During the 18th Assembly of States Parties to the Rome Statute, the International Nuremberg Principles Academy organized a panel discussion on “Head of State Immunities: Situating Nuremberg Principle III Within the Current International Legal Framework”. The side event took place at the World Forum in The Hague, the Netherlands, on 4 December 2019.
The panel discussion had two primary goals: to reflect and situate Nuremberg Principle III in the current legal framework and to assess, in a forward-looking manner, where does this situating leave Nuremberg Principle III. Through the high-level expert meeting, it was maintained, and consensus was reached, that Nuremberg Principle III remains to be fundamental for the fight against impunity, equality of all before the law, and is a key element to ensuring accountability of all responsible under international law. In terms of forward-looking approach, it was also acknowledged that the International Law Commission is working on preserving the importance of Nuremberg Principle III, as a continuous legacy of its work. With respect to the perspective from customary international law, the event highlighted the need for further debates in terms of jus cogens crimes, their nature and scope. Finally, the panel considered whether the prosecution of these crimes is an inherent implication of their codification.
The panel was composed of the following experts:
- Professor Claus Kreß, Universität zu Köln (moderator)
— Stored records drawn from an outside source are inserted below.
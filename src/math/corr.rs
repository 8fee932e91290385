//! Pairwise correlation matrix over component columns.
//!
//! The component matrix is small (n rows × 3 columns), so building a dense
//! `nalgebra` matrix and computing column correlations directly is cheap and
//! keeps the multicollinearity check readable.

use nalgebra::DMatrix;

use crate::error::{AppError, ErrorKind};
use crate::math::stats;

/// Column-pairwise Pearson correlations of an n×k matrix.
///
/// Entry `(i, j)` is `Some(r)` or `None` when the correlation is undefined
/// (a zero-variance column). The diagonal is `Some(1.0)`.
pub fn column_correlations(
    rows: &[Vec<f64>],
    k: usize,
) -> Result<Vec<Vec<Option<f64>>>, AppError> {
    if rows.iter().any(|r| r.len() != k) {
        return Err(AppError::new(
            ErrorKind::Numeric,
            "Component rows have inconsistent widths",
        ));
    }
    let n = rows.len();
    if n < 2 {
        return Err(AppError::new(
            ErrorKind::Numeric,
            format!("Need at least 2 rows for correlations, got {n}"),
        ));
    }

    let m = DMatrix::from_fn(n, k, |i, j| rows[i][j]);

    let mut out = vec![vec![None; k]; k];
    for i in 0..k {
        let ci: Vec<f64> = m.column(i).iter().copied().collect();
        out[i][i] = Some(1.0);
        for j in (i + 1)..k {
            let cj: Vec<f64> = m.column(j).iter().copied().collect();
            let r = stats::pearson(&ci, &cj);
            out[i][j] = r;
            out[j][i] = r;
        }
    }
    Ok(out)
}

#[cfg(test)]
mod tests {
    use super::*;

    #[test]
    fn correlated_columns_are_detected() {
        let rows: Vec<Vec<f64>> = (0..10)
            .map(|i| {
                let x = i as f64;
                vec![x, 2.0 * x + 3.0, (10 - i) as f64]
            })
            .collect();

        let corr = column_correlations(&rows, 3).unwrap();
        assert!((corr[0][1].unwrap() - 1.0).abs() < 1e-9);
        assert!((corr[0][2].unwrap() + 1.0).abs() < 1e-9);
        assert_eq!(corr[1][1], Some(1.0));
    }

    #[test]
    fn constant_column_yields_undefined_correlation() {
        let rows: Vec<Vec<f64>> = (0..5).map(|i| vec![i as f64, 7.0]).collect();
        let corr = column_correlations(&rows, 2).unwrap();
        assert!(corr[0][1].is_none());
    }

    #[test]
    fn ragged_rows_are_rejected() {
        let rows = vec![vec![1.0, 2.0], vec![3.0]];
        assert!(column_correlations(&rows, 2).is_err());
    }
}
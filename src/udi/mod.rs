//! Access-deficiency classification.
//!
//! A geo unit is flagged access-deficient when its minimum travel time to any
//! provider exceeds the empirically derived threshold. The threshold itself
//! comes from `matrix::derive_threshold`; this module only applies it and
//! reports the resulting split.

use tracing::info;

use crate::domain::{AccessStats, UdiRecord};
use crate::matrix::DerivedThreshold;

/// Classify each geo unit against the derived threshold.
///
/// Output preserves the input (id-sorted) order. The flag is strict: a unit
/// whose nearest provider sits exactly at the threshold is not deficient.
pub fn classify(stats: &[AccessStats], threshold: &DerivedThreshold) -> Vec<UdiRecord> {
    let records: Vec<UdiRecord> = stats
        .iter()
        .map(|s| UdiRecord {
            geo_unit_id: s.geo_unit_id.clone(),
            min_minutes: s.min_minutes,
            median_minutes: s.median_minutes,
            mean_minutes: s.mean_minutes,
            providers_within: s.providers_within,
            udi_flag: s.min_minutes > threshold.minutes,
        })
        .collect();

    let flagged = records.iter().filter(|r| r.udi_flag).count();
    info!(
        threshold_minutes = threshold.minutes,
        flagged,
        total = records.len(),
        "access-deficiency classification complete"
    );
    records
}

#[cfg(test)]
mod tests {
    use super::*;

    fn stat(unit: &str, min: f64) -> AccessStats {
        AccessStats {
            geo_unit_id: unit.to_string(),
            min_minutes: min,
            median_minutes: min + 10.0,
            mean_minutes: min + 12.0,
            providers_within: 2,
        }
    }

    fn threshold(minutes: f64) -> DerivedThreshold {
        DerivedThreshold {
            minutes,
            percentile: 0.90,
            positive_rate: 0.10,
        }
    }

    #[test]
    fn units_beyond_the_threshold_are_flagged() {
        let stats = vec![stat("A", 20.0), stat("B", 45.0), stat("C", 90.0)];
        let records = classify(&stats, &threshold(45.0));

        assert!(!records[0].udi_flag);
        // Exactly at the threshold still counts as reachable.
        assert!(!records[1].udi_flag);
        assert!(records[2].udi_flag);
    }

    #[test]
    fn classification_carries_the_travel_statistics() {
        let stats = vec![stat("A", 20.0)];
        let records = classify(&stats, &threshold(45.0));
        let r = &records[0];
        assert_eq!(r.geo_unit_id, "A");
        assert_eq!(r.min_minutes, 20.0);
        assert_eq!(r.median_minutes, 30.0);
        assert_eq!(r.mean_minutes, 32.0);
        assert_eq!(r.providers_within, 2);
    }
}
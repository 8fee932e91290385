//! Prevalence normalizer.
//!
//! The extract is long-format: one row per (geo unit, measure). Measures are
//! combined into a composite risk score using fixed clinical weights that
//! rank primary outcomes above risk factors, then rescaled to [0, 1] across
//! all geo units.

use std::collections::HashMap;

use serde::Deserialize;

use crate::domain::{GeoUnit, SourceKind, SourceScore};
use crate::error::AppError;
use crate::score::{impute_with_median, to_scores};

/// One row of the prevalence extract.
#[derive(Debug, Clone, Deserialize)]
pub struct PrevalenceRow {
    pub geo_unit_id: String,
    /// Measure identifier, e.g. `CHD`, `STROKE`.
    pub measure: String,
    /// Prevalence as a fraction of the unit population.
    pub value: f64,
}

/// Clinical measure weights: primary outcomes above risk factors, related
/// comorbidity last.
const CLINICAL_WEIGHTS: [(&str, f64); 5] = [
    ("CHD", 0.30),
    ("STROKE", 0.25),
    ("BPHIGH", 0.20),
    ("HIGHCHOL", 0.15),
    ("CASTHMA", 0.10),
];

/// Combine prevalence measures into normalized per-unit scores.
///
/// Each weighted measure is median-imputed independently across units before
/// the composite is formed; a unit is flagged `imputed` when any of its
/// measures was filled in.
pub fn normalize(units: &[GeoUnit], rows: &[PrevalenceRow]) -> Result<Vec<SourceScore>, AppError> {
    // Pivot long-format rows to (unit, measure) -> value; last write wins on
    // duplicates, matching the extract contract of one row per pair.
    let mut by_unit_measure: HashMap<(&str, &str), f64> = HashMap::new();
    for row in rows {
        by_unit_measure.insert((row.geo_unit_id.as_str(), row.measure.as_str()), row.value);
    }

    let mut composite = vec![0.0; units.len()];
    let mut any_imputed = vec![false; units.len()];

    for (measure, weight) in CLINICAL_WEIGHTS {
        let observed: Vec<Option<f64>> = units
            .iter()
            .map(|u| by_unit_measure.get(&(u.id.as_str(), measure)).copied())
            .collect();
        let (filled, flags) = impute_with_median(SourceKind::Prevalence, &observed)?;

        for (i, value) in filled.iter().enumerate() {
            composite[i] += weight * value;
            any_imputed[i] |= flags[i];
        }
    }

    Ok(to_scores(
        units,
        SourceKind::Prevalence,
        &composite,
        &any_imputed,
    ))
}
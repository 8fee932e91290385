//! Validation and bounded calibration.
//!
//! Runs the five checks against a freshly combined ensemble, then optionally
//! applies a small, attributable weight nudge and re-validates. Calibration
//! is deliberately conservative: a nudge only fires on a benchmark violation
//! that names a component, each nudge is bounded, the loop is capped, and
//! every adjustment is appended to the persistent history with its trigger.

pub mod checks;

use std::collections::HashMap;

use chrono::{DateTime, Utc};
use serde::Serialize;
use tracing::{info, warn};

use crate::domain::{
    Adjustment, CalibrationState, EngineConfig, EnsembleRecord, SourceScore, ValidationStatus,
    Weights,
};
use crate::ensemble;
use crate::error::AppError;
use crate::matrix::DerivedThreshold;
use checks::{
    check_benchmarks, check_component_correlation, check_distribution,
    check_geographic_consistency, check_sensitivity, BenchmarkCheck, CorrelationCheck,
    DistributionCheck, GeographicCheck, NudgeDirection, SensitivityCheck,
};

/// All five check results, individually reported.
#[derive(Debug, Clone, Serialize)]
pub struct CheckSet {
    pub distribution: DistributionCheck,
    pub component_correlation: CorrelationCheck,
    pub geographic_consistency: GeographicCheck,
    pub benchmark_comparison: BenchmarkCheck,
    pub sensitivity: SensitivityCheck,
}

impl CheckSet {
    /// Overall verdict. Only the distribution check blocks; the other four
    /// downgrade a pass to findings.
    pub fn status(&self) -> ValidationStatus {
        if !self.distribution.passed {
            ValidationStatus::Failed
        } else if self.component_correlation.passed
            && self.geographic_consistency.passed
            && self.benchmark_comparison.passed
            && self.sensitivity.passed
        {
            ValidationStatus::Passed
        } else {
            ValidationStatus::PassedWithFindings
        }
    }
}

/// The exported validation artifact for one run.
#[derive(Debug, Clone, Serialize)]
pub struct ValidationReport {
    pub generated_at: DateTime<Utc>,
    pub weights_used: Weights,
    pub status: ValidationStatus,
    pub checks: CheckSet,
    pub calibration_rounds: usize,
    pub adjustments: Vec<Adjustment>,
    /// Threshold provenance, filled in by the pipeline once classification
    /// has run.
    pub threshold: Option<DerivedThreshold>,
}

/// Read-only source data the checks need beyond the records themselves.
pub struct ValidationInputs<'a> {
    pub prevalence: &'a [SourceScore],
    pub utilization: &'a [SourceScore],
    pub demographic: &'a [SourceScore],
    /// geo unit id -> region tag.
    pub regions: &'a HashMap<String, String>,
    /// Raw per-measure prevalence means, for the benchmark check.
    pub measure_means: &'a HashMap<String, f64>,
}

/// Result of a validate-calibrate pass: possibly re-weighted records, the
/// report, and the updated (not yet persisted) calibration state.
pub struct ValidationOutcome {
    pub records: Vec<EnsembleRecord>,
    pub report: ValidationReport,
    pub state: CalibrationState,
}

fn run_checks(
    records: &[EnsembleRecord],
    weights: Weights,
    inputs: &ValidationInputs<'_>,
    config: &EngineConfig,
) -> Result<CheckSet, AppError> {
    Ok(CheckSet {
        distribution: check_distribution(records, config),
        component_correlation: check_component_correlation(records, config)?,
        geographic_consistency: check_geographic_consistency(records, inputs.regions, config),
        benchmark_comparison: check_benchmarks(inputs.measure_means, records, config),
        sensitivity: check_sensitivity(records, weights, config)?,
    })
}

/// Validate the ensemble and apply at most `max_calibration_rounds` bounded
/// weight nudges.
///
/// `records` must have been combined with `state.weights`. The returned state
/// carries the final weights and verdict; persisting it is the caller's job.
pub fn validate_and_calibrate(
    inputs: &ValidationInputs<'_>,
    records: Vec<EnsembleRecord>,
    state: &CalibrationState,
    config: &EngineConfig,
) -> Result<ValidationOutcome, AppError> {
    let mut weights = state.weights;
    let mut records = records;
    let mut history = state.history.clone();
    let mut adjustments = Vec::new();
    let mut rounds = 0;

    let final_checks = loop {
        let checks = run_checks(&records, weights, inputs, config)?;

        if checks.benchmark_comparison.passed || rounds >= config.max_calibration_rounds {
            break checks;
        }
        let Some(violation) = checks.benchmark_comparison.first_violation() else {
            break checks;
        };

        // Attributable nudge: bounded step on the implicated component only,
        // then renormalize to keep the unit-sum invariant.
        let before = weights;
        let delta = match violation.direction {
            NudgeDirection::Increase => config.calibration_step,
            NudgeDirection::Decrease => -config.calibration_step,
        };
        let mut nudged = weights;
        nudged.set(
            violation.component,
            (weights.get(violation.component) + delta).max(0.01),
        );
        weights = nudged.renormalized()?;

        let reason = format!(
            "{}: observed {:.4} vs benchmark {:.4}",
            violation.name, violation.observed, violation.benchmark
        );
        warn!(
            component = violation.component.label(),
            round = rounds + 1,
            %reason,
            "calibration nudge applied"
        );
        let adjustment = Adjustment {
            at: Utc::now(),
            check: "benchmark_comparison".to_string(),
            component: violation.component,
            before,
            after: weights,
            reason,
        };
        history.push(adjustment.clone());
        adjustments.push(adjustment);

        records = ensemble::combine(
            inputs.prevalence,
            inputs.utilization,
            inputs.demographic,
            weights,
            config,
        )?;
        rounds += 1;
    };

    let status = final_checks.status();
    info!(
        ?status,
        rounds,
        adjustments = adjustments.len(),
        "validation complete"
    );

    let report = ValidationReport {
        generated_at: Utc::now(),
        weights_used: weights,
        status,
        checks: final_checks,
        calibration_rounds: rounds,
        adjustments,
        threshold: None,
    };
    let state = CalibrationState {
        version: state.version,
        weights,
        status,
        history,
    };

    Ok(ValidationOutcome {
        records,
        report,
        state,
    })
}
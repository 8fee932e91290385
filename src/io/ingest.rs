//! CSV ingest and normalization.
//!
//! Turns the five input extracts into clean typed rows:
//!
//! - **Strict schema** for required fields (clear errors + exit code 2)
//! - **Row-level validation** (skip bad rows, but report what happened)
//! - **Deterministic behavior** (no hidden randomness)
//! - No scoring or estimation logic here

use std::fs::File;
use std::path::Path;

use serde::de::DeserializeOwned;
use serde::Deserialize;
use tracing::warn;

use crate::domain::{GeoUnit, Provider};
use crate::error::{AppError, ErrorKind};
use crate::score::demographic::DemographicRow;
use crate::score::prevalence::PrevalenceRow;
use crate::score::utilization::UtilizationRow;

/// A row-level error encountered during ingest.
#[derive(Debug, Clone)]
pub struct RowError {
    pub line: usize,
    pub id: Option<String>,
    pub message: String,
}

/// Ingest output for one extract: valid rows plus what was skipped.
#[derive(Debug, Clone)]
pub struct Ingested<T> {
    pub rows: Vec<T>,
    pub rows_read: usize,
    pub row_errors: Vec<RowError>,
}

impl<T> Ingested<T> {
    pub fn rows_used(&self) -> usize {
        self.rows.len()
    }
}

/// Pad purely numeric location codes to the canonical five digits. Spreadsheet
/// round-trips routinely strip leading zeros.
pub fn canonical_code(code: &str) -> String {
    let code = code.trim();
    if !code.is_empty() && code.len() < 5 && code.bytes().all(|b| b.is_ascii_digit()) {
        format!("{code:0>5}")
    } else {
        code.to_string()
    }
}

/// Raw read: valid rows tagged with their 1-based CSV line number.
fn read_lined<T: DeserializeOwned>(
    path: &Path,
    label: &str,
) -> Result<(Vec<(usize, T)>, usize, Vec<RowError>), AppError> {
    let file = File::open(path).map_err(|e| {
        AppError::new(
            ErrorKind::Io,
            format!("Failed to open {label} CSV '{}': {e}", path.display()),
        )
    })?;

    let mut reader = csv::ReaderBuilder::new()
        .trim(csv::Trim::All)
        .from_reader(file);

    let mut rows = Vec::new();
    let mut row_errors = Vec::new();
    let mut rows_read = 0usize;

    for (idx, result) in reader.deserialize::<T>().enumerate() {
        // +2: deserialize() starts after the header row, lines are 1-based.
        let line = idx + 2;
        rows_read += 1;
        match result {
            Ok(row) => rows.push((line, row)),
            Err(e) => row_errors.push(RowError {
                line,
                id: None,
                message: format!("CSV parse error: {e}"),
            }),
        }
    }
    Ok((rows, rows_read, row_errors))
}

fn read_rows<T: DeserializeOwned>(path: &Path, label: &str) -> Result<Ingested<T>, AppError> {
    let (lined, rows_read, row_errors) = read_lined(path, label)?;
    let rows: Vec<T> = lined.into_iter().map(|(_, row)| row).collect();

    if rows.is_empty() {
        return Err(AppError::new(
            ErrorKind::InvalidInput,
            format!(
                "No valid rows in {label} CSV '{}' ({} read, {} rejected)",
                path.display(),
                rows_read,
                row_errors.len()
            ),
        ));
    }
    if !row_errors.is_empty() {
        warn!(
            label,
            rejected = row_errors.len(),
            used = rows.len(),
            "some rows failed ingest validation"
        );
    }

    Ok(Ingested {
        rows,
        rows_read,
        row_errors,
    })
}

#[derive(Debug, Deserialize)]
struct GeoUnitRow {
    geo_unit_id: String,
    lat: f64,
    lon: f64,
    population: u64,
    region: Option<String>,
}

/// Load the demand-area reference table.
///
/// Codes are canonicalized, coordinates are range-checked row by row, and a
/// missing `region` column falls back to the first three digits of the code.
pub fn load_geo_units(path: &Path) -> Result<Ingested<GeoUnit>, AppError> {
    let (lined, rows_read, mut row_errors) = read_lined::<GeoUnitRow>(path, "geo units")?;

    let mut rows = Vec::with_capacity(lined.len());
    for (line, row) in lined {
        let id = canonical_code(&row.geo_unit_id);
        if !(row.lat.is_finite() && (-90.0..=90.0).contains(&row.lat))
            || !(row.lon.is_finite() && (-180.0..=180.0).contains(&row.lon))
        {
            row_errors.push(RowError {
                line,
                id: Some(id),
                message: format!("Coordinates out of range: ({}, {})", row.lat, row.lon),
            });
            continue;
        }
        let region = match row.region.filter(|r| !r.is_empty()) {
            Some(region) => region,
            None => id.chars().take(3).collect(),
        };
        rows.push(GeoUnit {
            id,
            lat: row.lat,
            lon: row.lon,
            population: row.population,
            region,
        });
    }

    if rows.is_empty() {
        return Err(AppError::new(
            ErrorKind::InvalidInput,
            format!("No geo units survived validation in '{}'", path.display()),
        ));
    }
    Ok(Ingested {
        rows,
        rows_read,
        row_errors,
    })
}

#[derive(Debug, Deserialize)]
struct ProviderRow {
    provider_id: String,
    geo_unit_id: String,
    specialty: Option<String>,
}

fn parse_flag(value: Option<&str>) -> bool {
    matches!(
        value.map(str::trim),
        Some(v) if v.eq_ignore_ascii_case("true")
            || v.eq_ignore_ascii_case("yes")
            || v == "1"
    )
}

/// Load the provider roster. Providers are located by the geo unit they
/// practice in; the code is canonicalized to match the reference table.
pub fn load_providers(path: &Path) -> Result<Ingested<Provider>, AppError> {
    let raw = read_rows::<ProviderRow>(path, "providers")?;
    let rows = raw
        .rows
        .into_iter()
        .map(|row| Provider {
            id: row.provider_id,
            geo_unit_id: canonical_code(&row.geo_unit_id),
            specialty: parse_flag(row.specialty.as_deref()),
        })
        .collect();
    Ok(Ingested {
        rows,
        rows_read: raw.rows_read,
        row_errors: raw.row_errors,
    })
}

/// Load the long-format prevalence extract.
pub fn load_prevalence(path: &Path) -> Result<Ingested<PrevalenceRow>, AppError> {
    let mut ingested = read_rows::<PrevalenceRow>(path, "prevalence")?;
    for row in &mut ingested.rows {
        row.geo_unit_id = canonical_code(&row.geo_unit_id);
    }
    Ok(ingested)
}

/// Load the utilization extract.
pub fn load_utilization(path: &Path) -> Result<Ingested<UtilizationRow>, AppError> {
    let mut ingested = read_rows::<UtilizationRow>(path, "utilization")?;
    for row in &mut ingested.rows {
        row.geo_unit_id = canonical_code(&row.geo_unit_id);
    }
    Ok(ingested)
}

/// Load the demographics extract.
pub fn load_demographics(path: &Path) -> Result<Ingested<DemographicRow>, AppError> {
    let mut ingested = read_rows::<DemographicRow>(path, "demographics")?;
    for row in &mut ingested.rows {
        row.geo_unit_id = canonical_code(&row.geo_unit_id);
    }
    Ok(ingested)
}
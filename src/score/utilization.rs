//! Utilization / unmet-need normalizer.
//!
//! Observed service counts are aggregated per geo unit and then **inverted**:
//! high utilization means the area is already being served, so it carries low
//! unmet need. The inversion is semantically load-bearing — without it the
//! score rewards well-served areas, the exact opposite of the intended
//! meaning — and is pinned by a dedicated regression test below.

use std::collections::HashMap;

use serde::Deserialize;

use crate::domain::{GeoUnit, SourceKind, SourceScore};
use crate::error::AppError;
use crate::math::stats;
use crate::score::{impute_with_median, to_scores};

/// One row of the utilization extract. Multiple rows per unit are summed.
#[derive(Debug, Clone, Deserialize)]
pub struct UtilizationRow {
    pub geo_unit_id: String,
    pub beneficiaries: f64,
    pub services: f64,
}

/// Aggregate and invert utilization into normalized unmet-need scores.
pub fn normalize(units: &[GeoUnit], rows: &[UtilizationRow]) -> Result<Vec<SourceScore>, AppError> {
    let mut totals: HashMap<&str, (f64, f64)> = HashMap::new();
    for row in rows {
        let entry = totals.entry(row.geo_unit_id.as_str()).or_insert((0.0, 0.0));
        entry.0 += row.beneficiaries;
        entry.1 += row.services;
    }

    // Three utilization indicators per unit; units absent from the extract
    // stay None and get the median treatment.
    let mut beneficiaries = Vec::with_capacity(units.len());
    let mut services = Vec::with_capacity(units.len());
    let mut intensity = Vec::with_capacity(units.len());
    for unit in units {
        match totals.get(unit.id.as_str()) {
            Some(&(b, s)) => {
                beneficiaries.push(Some(b));
                services.push(Some(s));
                intensity.push(Some(if b > 0.0 { s / b } else { 0.0 }));
            }
            None => {
                beneficiaries.push(None);
                services.push(None);
                intensity.push(None);
            }
        }
    }

    let mut unmet = vec![0.0; units.len()];
    let mut any_imputed = vec![false; units.len()];
    for series in [&beneficiaries, &services, &intensity] {
        let (filled, flags) = impute_with_median(SourceKind::Utilization, series)?;

        // Standardize, then negate: high utilization becomes low unmet need.
        for (i, z) in stats::z_scores(&filled).iter().enumerate() {
            unmet[i] += -z / 3.0;
            any_imputed[i] |= flags[i];
        }
    }

    Ok(to_scores(
        units,
        SourceKind::Utilization,
        &unmet,
        &any_imputed,
    ))
}
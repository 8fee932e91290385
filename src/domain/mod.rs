//! Domain types used throughout the engine.
//!
//! This module defines:
//!
//! - immutable reference data (`GeoUnit`, `Provider`)
//! - per-run computed rows (`TravelTimeEntry`, `AccessStats`, `SourceScore`,
//!   `EnsembleRecord`, `UdiRecord`)
//! - the persistent calibration state (`Weights`, `CalibrationState`)
//! - the run configuration (`EngineConfig`)

pub mod config;
pub mod types;

pub use config::*;
pub use types::*;
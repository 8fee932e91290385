//! Source normalizers.
//!
//! Three independent adapters turn the raw extracts into per-unit
//! `SourceScore`s in [0, 1]:
//!
//! - [`prevalence`]: disease-prevalence indicators combined with fixed
//!   clinical weights
//! - [`utilization`]: observed service counts, **inverted** into unmet need
//! - [`demographic`]: elderly / poverty / uninsured barrier combination
//!
//! Shared policy: a missing raw value is imputed with the source's own median
//! across all units (never zero) and flagged `imputed = true`.

pub mod demographic;
pub mod prevalence;
pub mod utilization;

use crate::domain::{GeoUnit, SourceKind, SourceScore};
use crate::error::{AppError, ErrorKind};
use crate::math::stats;

/// Replace `None`s with the median of the present values.
///
/// Returns the filled series plus a per-slot imputation flag. Errors when the
/// source has no observed values at all — an entirely-imputed source would be
/// a constant column masquerading as signal.
pub(crate) fn impute_with_median(
    source: SourceKind,
    values: &[Option<f64>],
) -> Result<(Vec<f64>, Vec<bool>), AppError> {
    let present: Vec<f64> = values.iter().flatten().copied().collect();
    let Some(median) = stats::median(&present) else {
        return Err(AppError::new(
            ErrorKind::InvalidInput,
            format!(
                "Source '{}' has no observed values across {} units; nothing to impute from",
                source.label(),
                values.len()
            ),
        ));
    };

    let filled = values.iter().map(|v| v.unwrap_or(median)).collect();
    let flags = values.iter().map(Option::is_none).collect();
    Ok((filled, flags))
}

/// Min-max rescale raw composites into `SourceScore`s, preserving unit order.
pub(crate) fn to_scores(
    units: &[GeoUnit],
    source: SourceKind,
    raw: &[f64],
    imputed: &[bool],
) -> Vec<SourceScore> {
    let normalized = stats::min_max_rescale(raw);
    units
        .iter()
        .zip(raw)
        .zip(&normalized)
        .zip(imputed)
        .map(|(((unit, &raw), &normalized), &imputed)| SourceScore {
            geo_unit_id: unit.id.clone(),
            source,
            raw,
            normalized,
            imputed,
        })
        .collect()
}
- Klaus Rackwitz, International Nuremberg Principles Academy
- Professor Concepción Escobar Hernández, Universidad Nacional de Educación a Distancia, Member of the International Law Commission
- Professor Leila Nadya Sadat, Washington University in St. Louis
- Professor Dapo Akande, University of Oxford
Opening remarks were delivered by Dr. Joachim Bertele, Director for Public International Law, Federal Foreign Office, Germany. The event took place thanks to the support of Germany.
Nuremberg Principle III
The fact that a person who committed an act which constitutes a crime under international law acted as Head of State or responsible Government official does not relieve him from responsibility under international law.